Sullivan, Michael A. Sgro and Jeffrey M. Taylor, or any of them acting
singly, with full power of substitution, as the undersigned's true and
lawful attorney-in-fact to:
1. Prepare, execute in the undersigned's name and on the undersigned's
behalf, and submit to the U.S. Securities and Exchange Commission (the
"SEC") a Form ID including amendments thereto, and any other documents
necessary or appropriate to obtain codes, passwords, and passphrases
enabling the undersigned to make electronic filings with the SEC of
reports required by Section 16(a) of the Securities Exchange Act of 1934,
as amended, and the rules and regulations promulgated thereunder, each
as amended from time to time ("Section 16(a) and Related Rules");
2. Prepare, execute for and on behalf of the undersigned, in the
undersigned's capacity as an officer and/or director of American Water
Works Company, Inc. (the "Company"), Forms 3, 4, and 5 in accordance
with Section 16(a) and Related Rules, and Form 144 in accordance with
Rule 144 of the Securities Act of 1933, as amended, and the rules and
regulations thereunder (the "1933 Act"), including any amendments
thereto, relating to the securities of the Company, and file the same
with the SEC and any securities exchange in accordance with Section 16(a)
and Related Rules and the 1933 Act, respectively;
3. Seek or obtain, on behalf of the undersigned, information on
transactions in the Company's securities from any third party, including
brokers, employee benefit plan administrators and trustees; the
undersigned hereby authorizes any such person to release any such
information to the attorney-in-fact and approves and ratifies any such
release of information; and
4. Perform any and all other acts for and on behalf of the undersigned
that, in the discretion of such attorney-in-fact, are necessary or
desirable in connection with the foregoing.

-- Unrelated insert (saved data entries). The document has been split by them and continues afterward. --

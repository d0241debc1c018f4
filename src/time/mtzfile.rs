//! INI-style timezone description format.
//!
//! Each section names a zone; recognized keys are `offset` (required,
//! POSIX-TZ offset syntax), `abbr` (required), `abbr_dst`, `offset_dst`,
//! multi-valued `dst` (each `year;start[/time],end[/time]`) and
//! multi-valued `alias`. Example:
//!
//! ```text
//! [America/New_York]
//! alias=US/Eastern
//! offset=5
//! offset_dst=4
//! abbr=EST
//! abbr_dst=EDT
//! dst=2007;M3.2.0/02:00:00,M11.1.0/02:00:00
//! ```

use std::collections::HashMap;
use std::fmt;

use crate::error::TzError;

use super::posix::{parse_dst_adjust_rule, parse_offset_str};
use super::tz::TzRule;
use super::tzs::TzDb;

/// A failed load, with as much context as the parser had.
#[derive(Debug, Clone)]
pub struct MtzfileError {
    pub err: TzError,
    /// 1-based line of an INI syntax error.
    pub line: Option<usize>,
    /// Section (zone) being parsed when the error occurred.
    pub section: Option<String>,
    /// Offending value.
    pub data: Option<String>,
}

impl MtzfileError {
    fn new(err: TzError) -> MtzfileError {
        MtzfileError { err, line: None, section: None, data: None }
    }

    fn with_section(mut self, section: &str) -> MtzfileError {
        self.section = Some(section.to_string());
        self
    }

    fn with_data(mut self, data: &str) -> MtzfileError {
        self.data = Some(data.to_string());
        self
    }
}

impl fmt::Display for MtzfileError {
    fn fmt(&self, f: &mut fmt::Formatter<'_>) -> fmt::Result {
        write!(f, "{}", self.err)?;
        if let Some(line) = self.line {
            write!(f, " at line {}", line)?;
        }
        if let Some(section) = &self.section {
            write!(f, " in [{}]", section)?;
        }
        if let Some(data) = &self.data {
            write!(f, " ({:?})", data)?;
        }
        Ok(())
    }
}

impl std::error::Error for MtzfileError {}

/// Parsed INI content: section order plus per-section multi-valued keys.
struct Ini {
    sections: Vec<String>,
    // (section, key) → values in file order.
    values: HashMap<(String, String), Vec<String>>,
}

fn unquote(raw: &str) -> String {
    let raw = raw.trim();
    let bytes = raw.as_bytes();
    if bytes.len() >= 2 && bytes[0] == b'"' && bytes[bytes.len() - 1] == b'"' {
        let inner = &raw[1..raw.len() - 1];
        let mut out = String::with_capacity(inner.len());
        let mut chars = inner.chars();
        while let Some(c) = chars.next() {
            if c == '\\' {
                if let Some(next) = chars.next() {
                    out.push(next);
                }
            } else {
                out.push(c);
            }
        }
        out
    } else {
        raw.to_string()
    }
}

fn parse_ini(data: &str) -> Result<Ini, MtzfileError> {
    let mut ini = Ini { sections: Vec::new(), values: HashMap::new() };
    let mut section = String::new();

    for (lineno, raw_line) in data.lines().enumerate() {
        let line = raw_line.trim();
        if line.is_empty() || line.starts_with('#') {
            continue;
        }

        if line.starts_with('[') {
            if !line.ends_with(']') || line.len() < 3 {
                return Err(MtzfileError {
                    line: Some(lineno + 1),
                    ..MtzfileError::new(TzError::Ini)
                });
            }
            section = line[1..line.len() - 1].trim().to_string();
            if !ini.sections.iter().any(|s| s == &section) {
                ini.sections.push(section.clone());
            }
            continue;
        }

        let (key, value) = match line.split_once('=') {
            Some((k, v)) => (k.trim().to_lowercase(), unquote(v)),
            None => {
                return Err(MtzfileError {
                    line: Some(lineno + 1),
                    ..MtzfileError::new(TzError::Ini)
                })
            }
        };

        ini.values
            .entry((section.clone(), key))
            .or_default()
            .push(value);
    }

    Ok(ini)
}

impl Ini {
    fn get_first(&self, section: &str, key: &str) -> Option<&str> {
        self.values
            .get(&(section.to_string(), key.to_string()))
            .and_then(|v| v.first())
            .map(|s| s.as_str())
    }

    fn get_all(&self, section: &str, key: &str) -> &[String] {
        self.values
            .get(&(section.to_string(), key.to_string()))
            .map(|v| v.as_slice())
            .unwrap_or(&[])
    }
}

/// Parse one `year;start[/time],end[/time]` DST rule value.
fn parse_dst_value(
    rule: &str,
    offset: i64,
    offset_dst: i64,
) -> Result<super::tz::DstRule, TzError> {
    let (year_s, adjust_s) = rule.split_once(';').ok_or(TzError::Year)?;
    let year: i64 = year_s.trim().parse().map_err(|_| TzError::Year)?;
    let (start, end) = adjust_s.split_once(',').ok_or(TzError::Invalid)?;
    parse_dst_adjust_rule(start, end, year, offset, offset_dst)
}

fn load_section(db: &mut TzDb, ini: &Ini, section: &str) -> Result<(), MtzfileError> {
    let mut rtz = TzRule::new();
    rtz.name = section.to_string();

    let offset_raw = ini
        .get_first(section, "offset")
        .filter(|s| !s.is_empty())
        .ok_or_else(|| MtzfileError::new(TzError::Offset).with_section(section))?;
    rtz.offset = parse_offset_str(offset_raw).map_err(|_| {
        MtzfileError::new(TzError::Offset)
            .with_section(section)
            .with_data(offset_raw)
    })?;

    let abbr = ini
        .get_first(section, "abbr")
        .filter(|s| !s.is_empty())
        .ok_or_else(|| MtzfileError::new(TzError::Abbr).with_section(section))?;
    rtz.abbr = abbr.to_string();

    if let Some(abbr_dst) = ini.get_first(section, "abbr_dst").filter(|s| !s.is_empty()) {
        rtz.abbr_dst = Some(abbr_dst.to_string());
    }

    let mut offset_dst = 0;
    if let Some(raw) = ini.get_first(section, "offset_dst").filter(|s| !s.is_empty()) {
        offset_dst = parse_offset_str(raw).map_err(|_| {
            MtzfileError::new(TzError::DstOffset)
                .with_section(section)
                .with_data(raw)
        })?;
    }

    for raw in ini.get_all(section, "dst") {
        let adjust = parse_dst_value(raw, rtz.offset, offset_dst).map_err(|err| {
            MtzfileError::new(err).with_section(section).with_data(raw)
        })?;
        rtz.add_dst_adjust(adjust);
    }

    let mut aliases: Vec<String> = ini.get_all(section, "alias").to_vec();
    aliases.push(section.to_string());

    db.load_rule(rtz, section, &aliases)
        .map_err(|err| MtzfileError::new(err).with_section(section))
}

/// Parse INI timezone data and merge it into `db`.
///
/// All sections load into a scratch database first so a failure (including
/// a duplicate against `db`) leaves `db` untouched.
pub fn tzs_add_mtzfile_str(db: &mut TzDb, data: &str) -> Result<(), MtzfileError> {
    if data.is_empty() {
        return Err(MtzfileError::new(TzError::Invalid));
    }

    let ini = parse_ini(data)?;

    let mut temp = TzDb::new();
    for section in &ini.sections {
        load_section(&mut temp, &ini, section)?;
    }

    let mut err_name = None;
    if !db.merge(temp, &mut err_name) {
        let mut err = MtzfileError::new(TzError::Dup);
        err.section = err_name;
        return Err(err);
    }
    Ok(())
}

#[cfg(test)]
mod tests {
    use super::*;
    use crate::time::to_local;

    const LA: &str = "[US/Pacific]\n\
        alias=America/Los_Angeles\n\
        offset=8\n\
        offset_dst=7\n\
        abbr=PST\n\
        abbr_dst=PDT\n\
        dst=2007;M3.2.0/02:00:00,M11.1.0/02:00:00\n";

    #[test]
    fn load_and_convert() {
        let mut db = TzDb::new();
        tzs_add_mtzfile_str(&mut db, LA).unwrap();

        let tz = db.get("America/Los_Angeles").expect("alias resolves");
        let lt = to_local(1_375_277_153, Some(&*tz));
        assert_eq!(lt.gmtoff, -25_200);
        assert_eq!(lt.isdst, 1);
        assert_eq!(lt.abbr, "PDT");
        assert_eq!((lt.month, lt.day, lt.hour, lt.min, lt.sec), (7, 31, 6, 25, 53));

        let lt = to_local(1_359_638_780, Some(&*tz));
        assert_eq!(lt.gmtoff, -28_800);
        assert_eq!(lt.isdst, 0);
        assert_eq!(lt.abbr, "PST");
    }

    #[test]
    fn comments_and_quotes() {
        let data = "# zones\n[X/Test]\noffset=\"5\"\nabbr=TST\n";
        let mut db = TzDb::new();
        tzs_add_mtzfile_str(&mut db, data).unwrap();
        let tz = db.get("X/Test").unwrap();
        let (offset, isdst, _) = tz.adjust_tolocal(0);
        assert_eq!(offset, -18_000);
        assert!(!isdst);
    }

    #[test]
    fn bad_offset_reports_context() {
        let data = "[X/Bad]\noffset=whoops\nabbr=BAD\n";
        let mut db = TzDb::new();
        let err = tzs_add_mtzfile_str(&mut db, data).unwrap_err();
        assert_eq!(err.err, TzError::Offset);
        assert_eq!(err.section.as_deref(), Some("X/Bad"));
    }

    #[test]
    fn duplicate_leaves_db_untouched() {
        let mut db = TzDb::new();
        tzs_add_mtzfile_str(&mut db, LA).unwrap();
        let err = tzs_add_mtzfile_str(&mut db, LA).unwrap_err();
        assert_eq!(err.err, TzError::Dup);
        assert!(db.get("US/Pacific").is_some());
    }
}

The undersigned hereby grants each such attorney-in-fact full power
and authority to do and perform any and every act and thing whatsoever
requisite, necessary or appropriate to be done in the exercise of any of
the rights and powers herein granted, as fully to all intents and
purposes as the undersigned might or could do if present, with full power
of substitution, hereby ratifying and confirming all that such attorney-
in-fact, or such attorney-fact's substitute or substitutes, shall
lawfully do or cause to be done by virtue of this Limited Power of
Attorney. The undersigned acknowledges and the foregoing attorneys-in-
fact, in serving in such capacity at the request of the undersigned, are
not assuming, nor is the Company assuming, any of the undersigned's
responsibilities to comply with Section 16 of the Securities Exchange Act
of 1934 or the 1933 Act.
The Limited Power of Attorney shall remain in full force and effect
until the undersigned is no longer required to file Forms 144, 3, 4, and
5 with respect to the undersigned's holdings of and transactions in the
Company's securities, unless earlier revoked by the undersigned in a
signed writing delivered to each such attorney-in-fact. In addition,
this Limited Power of Attorney shall automatically be revoked as to any
attorney-in-fact constituted or appointed hereunder upon termination of
such person's employment with the Company. This Limited Power of
Attorney shall constitute an automatic revocation of any prior Limited
Power of Attorney executed by the undersigned with respect to the subject
matter hereof.
IN WITNESS WHEREOF, the undersigned has caused this Limited Power of
Attorney to be executed as of this 30th day of May, 2016.
BY: /s/ Jennifer Gambol
(Signature)
Jennifer Gambol
_____________________________
(Printed Name)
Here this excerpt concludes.